[Collected data]
※ ※ ※

//! Mapping of workflow and application errors onto HTTP responses.

use axum::{
    Json,
    http::StatusCode,
    response::{IntoResponse, Response},
};
use serde_json::{Value, json};

use procura_core::WorkflowError;
use procura_shared::AppError;

/// Error returned by every handler.
#[derive(Debug)]
pub enum ApiError {
    /// A workflow rule rejected the request.
    Workflow(WorkflowError),
    /// Infrastructure or authentication failure.
    App(AppError),
}

impl From<WorkflowError> for ApiError {
    fn from(err: WorkflowError) -> Self {
        Self::Workflow(err)
    }
}

impl From<AppError> for ApiError {
    fn from(err: AppError) -> Self {
        Self::App(err)
    }
}

impl ApiError {
    /// HTTP status for the error.
    #[must_use]
    pub fn status(&self) -> StatusCode {
        let code = match self {
            Self::Workflow(err) => err.status_code(),
            Self::App(err) => err.status_code(),
        };
        StatusCode::from_u16(code).unwrap_or(StatusCode::INTERNAL_SERVER_ERROR)
    }

    /// JSON body: `{success: false, error, message, details?}`.
    #[must_use]
    pub fn body(&self) -> Value {
        match self {
            Self::Workflow(WorkflowError::Internal(detail)) => {
                tracing::error!(error = %detail, "internal workflow error");
                json!({
                    "success": false,
                    "error": "INTERNAL_ERROR",
                    "message": "An internal error occurred"
                })
            }
            Self::Workflow(err) => {
                let mut body = json!({
                    "success": false,
                    "error": err.error_code(),
                    "message": err.to_string(),
                });
                if !err.field_errors().is_empty() {
                    body["details"] = json!(err.field_errors());
                }
                body
            }
            Self::App(err) if err.is_client_error() => json!({
                "success": false,
                "error": err.error_code(),
                "message": err.to_string(),
            }),
            Self::App(err) => {
                tracing::error!(error = %err, "internal application error");
                json!({
                    "success": false,
                    "error": err.error_code(),
                    "message": "An internal error occurred"
                })
            }
        }
    }
}

impl IntoResponse for ApiError {
    fn into_response(self) -> Response {
        (self.status(), Json(self.body())).into_response()
    }
}
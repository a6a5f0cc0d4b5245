//! HTTP API layer with Axum routes and middleware.
//!
//! This crate provides:
//! - REST routes for RFQs, bids, negotiations and purchase orders
//! - Authentication middleware turning bearer tokens into workflow actors
//! - The uniform response envelope and error mapping
//! - Live negotiation events over server-sent events
//! - Email and broadcast adapters for the core notification ports

pub mod error;
pub mod middleware;
pub mod notify;
pub mod response;
pub mod routes;

use std::sync::Arc;

use axum::Router;
use tower_http::cors::{Any, CorsLayer};
use tower_http::trace::TraceLayer;

use procura_core::ProcurementService;
use procura_db::PgStore;
use procura_shared::JwtService;

use crate::notify::SseBroadcaster;

/// Application state shared across handlers.
#[derive(Clone)]
pub struct AppState {
    /// Workflow service over the Postgres store.
    pub service: ProcurementService<PgStore>,
    /// JWT service for token validation.
    pub jwt_service: Arc<JwtService>,
    /// Live negotiation channels.
    pub broadcaster: Arc<SseBroadcaster>,
}

/// Creates the main application router.
pub fn create_router(state: AppState) -> Router {
    Router::new()
        .nest("/api/v1", routes::api_routes_with_state(state.clone()))
        .layer(TraceLayer::new_for_http())
        .layer(
            CorsLayer::new()
                .allow_origin(Any)
                .allow_methods(Any)
                .allow_headers(Any),
        )
        .with_state(state)
}
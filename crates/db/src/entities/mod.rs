//! `SeaORM` entities for the procurement schema.

pub mod prelude;

pub mod bids;
pub mod company_contacts;
pub mod document_sequences;
pub mod negotiation_messages;
pub mod negotiations;
pub mod notifications;
pub mod purchase_order_modifications;
pub mod purchase_order_status_history;
pub mod purchase_orders;
pub mod rfq_status_history;
pub mod rfqs;
pub mod sea_orm_active_enums;
//! Buyer/supplier negotiations over a bid.

pub mod protocol;
pub mod types;

#[cfg(test)]
mod protocol_props;

pub use protocol::{MessageOutcome, NegotiationChange, NegotiationProtocol};
pub use types::{
    MessageInput, MessageType, Negotiation, NegotiationMessage, NegotiationStatus, OfferResolution,
    OfferStatus,
};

※ ※ ※

Each record must be transcribed exactly, with nothing left out.

ANSWER TO THIS TASK »
//! Mapping of workflow and application errors onto HTTP responses.

use axum::{
    Json,
    http::StatusCode,
    response::{IntoResponse, Response},
};
use serde_json::{Value, json};

use procura_core::WorkflowError;
use procura_shared::AppError;

/// Error returned by every handler.
#[derive(Debug)]
pub enum ApiError {
    /// A workflow rule rejected the request.
    Workflow(WorkflowError),
    /// Infrastructure or authentication failure.
    App(AppError),
}

impl From<WorkflowError> for ApiError {
    fn from(err: WorkflowError) -> Self {
        Self::Workflow(err)
    }
}

impl From<AppError> for ApiError {
    fn from(err: AppError) -> Self {
        Self::App(err)
    }
}

impl ApiError {
    /// HTTP status for the error.
    #[must_use]
    pub fn status(&self) -> StatusCode {
        let code = match self {
            Self::Workflow(err) => err.status_code(),
            Self::App(err) => err.status_code(),
        };
        StatusCode::from_u16(code).unwrap_or(StatusCode::INTERNAL_SERVER_ERROR)
    }

    /// JSON body: `{success: false, error, message, details?}`.
    #[must_use]
    pub fn body(&self) -> Value {
        match self {
            Self::Workflow(WorkflowError::Internal(detail)) => {
                tracing::error!(error = %detail, "internal workflow error");
                json!({
                    "success": false,
                    "error": "INTERNAL_ERROR",
                    "message": "An internal error occurred"
                })
            }
            Self::Workflow(err) => {
                let mut body = json!({
                    "success": false,
                    "error": err.error_code(),
                    "message": err.to_string(),
                });
                if !err.field_errors().is_empty() {
                    body["details"] = json!(err.field_errors());
                }
                body
            }
            Self::App(err) if err.is_client_error() => json!({
                "success": false,
                "error": err.error_code(),
                "message": err.to_string(),
            }),
            Self::App(err) => {
                tracing::error!(error = %err, "internal application error");
                json!({
                    "success": false,
                    "error": err.error_code(),
                    "message": "An internal error occurred"
                })
            }
        }
    }
}

impl IntoResponse for ApiError {
    fn into_response(self) -> Response {
        (self.status(), Json(self.body())).into_response()
    }
}
repository a6a5f0cc0d4b5245
//! HTTP API layer with Axum routes and middleware.
//!
//! This crate provides:
//! - REST routes for RFQs, bids, negotiations and purchase orders
//! - Authentication middleware turning bearer tokens into workflow actors
//! - The uniform response envelope and error mapping
//! - Live negotiation events over server-sent events
//! - Email and broadcast adapters for the core notification ports

pub mod error;
pub mod middleware;
pub mod notify;
pub mod response;
pub mod routes;

use std::sync::Arc;

use axum::Router;
use tower_http::cors::{Any, CorsLayer};
use tower_http::trace::TraceLayer;

use procura_core::ProcurementService;
use procura_db::PgStore;
use procura_shared::JwtService;

use crate::notify::SseBroadcaster;

/// Application state shared across handlers.
#[derive(Clone)]
pub struct AppState {
    /// Workflow service over the Postgres store.
    pub service: ProcurementService<PgStore>,
    /// JWT service for token validation.
    pub jwt_service: Arc<JwtService>,
    /// Live negotiation channels.
    pub broadcaster: Arc<SseBroadcaster>,
}

/// Creates the main application router.
pub fn create_router(state: AppState) -> Router {
    Router::new()
        .nest("/api/v1", routes::api_routes_with_state(state.clone()))
        .layer(TraceLayer::new_for_http())
        .layer(
            CorsLayer::new()
                .allow_origin(Any)
                .allow_methods(Any)
                .allow_headers(Any),
        )
        .with_state(state)
}
filename crates/db/src/entities/mod.rs
//! `SeaORM` entities for the procurement schema.

pub mod prelude;

pub mod bids;
pub mod company_contacts;
pub mod document_sequences;
pub mod negotiation_messages;
pub mod negotiations;
pub mod notifications;
pub mod purchase_order_modifications;
pub mod purchase_order_status_history;
pub mod purchase_orders;
pub mod rfq_status_history;
pub mod rfqs;
pub mod sea_orm_active_enums;
//! Buyer/supplier negotiations over a bid.

pub mod protocol;
pub mod types;

#[cfg(test)]
mod protocol_props;

pub use protocol::{MessageOutcome, NegotiationChange, NegotiationProtocol};
pub use types::{
    MessageInput, MessageType, Negotiation, NegotiationMessage, NegotiationStatus, OfferResolution,
    OfferStatus,
};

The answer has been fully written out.